When Egyptian President Anwar Sadat came to Israel in 1977, it was almost as though the Messiah had arrived. Old timers said they hadn’t seen such an eruption of happiness since the Six-Day War had ended. Sadat not only brought peace — he brought the prospect of no more war, because without Egypt, which countries would dare declare war?

Israel is much different today: oppressive, militaristic, a hi-tech paradise, but xenophobic. It’s led by men entirely unsympathetic to the cause of the Palestinians, men who surely are surprised that the Palestinians can still attract attention around the world — but only when they employ violence and are mowed down. Every newsroom in the country tries to make sure they have the latest, updated numbers on how many dead Palestinians there are. It’s all very sad. I cannot imagine the creation of a Palestinian state that Israel would agree to or that Palestinians would accept. So Israel will eventually become an apartheid state. Rest assured, Israelis can live with that.

It’s hard to imagine a country so small, yet so beautiful, with the sea and the desert, with fast cars on the highways and pushcarts on the streets, with kishke and hummus, with gunshots and violins, with passionate love and violent hatred, with gays and straights, Jews and Arabs. Did I say it’s small? You can walk on sand beside the Mediterranean in Tel Aviv and do the same an hour away in Gaza. When it’s peaceful, it’s paradise. When it’s war, it’s hell. You begin to think that maybe God made it that way on purpose because He wanted to see everything and its opposite in microcosm. And the thing is, everyone gets along, except when they don’t.

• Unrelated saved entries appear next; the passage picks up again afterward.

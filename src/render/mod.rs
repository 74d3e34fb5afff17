pub(crate) mod composite;
pub(crate) mod executor;
pub(crate) mod nodes;
pub(crate) mod rasterizer;
pub(crate) mod surface;
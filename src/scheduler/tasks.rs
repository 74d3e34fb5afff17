use tokio_util::sync::{CancellationToken, DropGuard};

use crate::render::executor::CancelFlag;

/// The surface's in-flight rasterization. Dropping the handle cancels the job.
#[derive(Debug)]
pub(crate) struct RenderTask {
    pub(crate) id: u64,
    cancel: CancelFlag,
}

impl RenderTask {
    pub(crate) fn new(id: u64, cancel: CancelFlag) -> Self {
        Self { id, cancel }
    }
}

impl Drop for RenderTask {
    fn drop(&mut self) {
        self.cancel.cancel();
    }
}

/// The surface's in-flight resource resolutions. Dropping the handle cancels all of them.
#[derive(Debug)]
pub(crate) struct ProcessTask {
    pub(crate) id: u64,
    pub(crate) pending: usize,
    _guard: DropGuard,
}

impl ProcessTask {
    pub(crate) fn new(id: u64, token: CancellationToken, pending: usize) -> Self {
        Self {
            id,
            pending,
            _guard: token.drop_guard(),
        }
    }
}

Jews who survived the Nazi Holocaust, Jews who were pushed unwanted out of other places in other parts of the world, Jews who simply emigrated there to live among other Jews, all gathered together in the Holy Land where they ran up against people who were not Jews, who were Arabs. Inevitably they went to war. Surprisingly, the Jews, not thought of as a warrior people, won. What is strongest in their collective nature is a sense of survival. Against all odds, they have always survived.

I met a family once on a kibbutz in the middle of the country. I was doing a story on them. They were American Jews. They weren’t religious, but they liked the idea of Israel, and so they made aliyah, they and their two young sons, two years apart in age. These American kids grew up Israeli and happened to reach manhood at the beginning of the Yom Kippur War in 1973. Naturally, they joined the army. We interviewed their parents years later, after the war was long over. Their mom told us that one day she was sitting in front of their kitchen window and she saw a military car pull up to their house. An officer got out of the car and immediately mom knew why he was there. She called her husband over and they both waited nervously. As soon as the officer entered the house, mom blurted out, “Which one?” The officer hesitated, but then replied. “Both,” he said. Both her sons were killed on the same day, one fighting the Syrians on the Golan Heights, the other fighting in the Sinai against the Egyptians. That family didn’t have to be there, they were Americans, they weren’t Israelis, they could have stayed in Cleveland, their boys wouldn’t have had to fight in a war. They both knew that, but they insisted that there was never a moment when they doubted moving to Israel. They became Israelis and though they mourned the loss of their sons, they remained Israelis. They considered themselves survivors.

So, what’s the future going to bring? How will things resolve? I don’t think they will resolve. Jews will rule over Arabs in Israel. The country will not be a democracy, it will be a country in which one group of people exercises dominion over another group of people.

I truly loved Israel. I loved the excitement. But it was too much. I worked too hard and I was glad to leave. In fact, every time I left the country on vacation or on home leave I was happy to be out of there, to be away from the constant balagan. It’s a place with too much emotion, too much passion. But now that I’ve been away, I can’t wait to get back.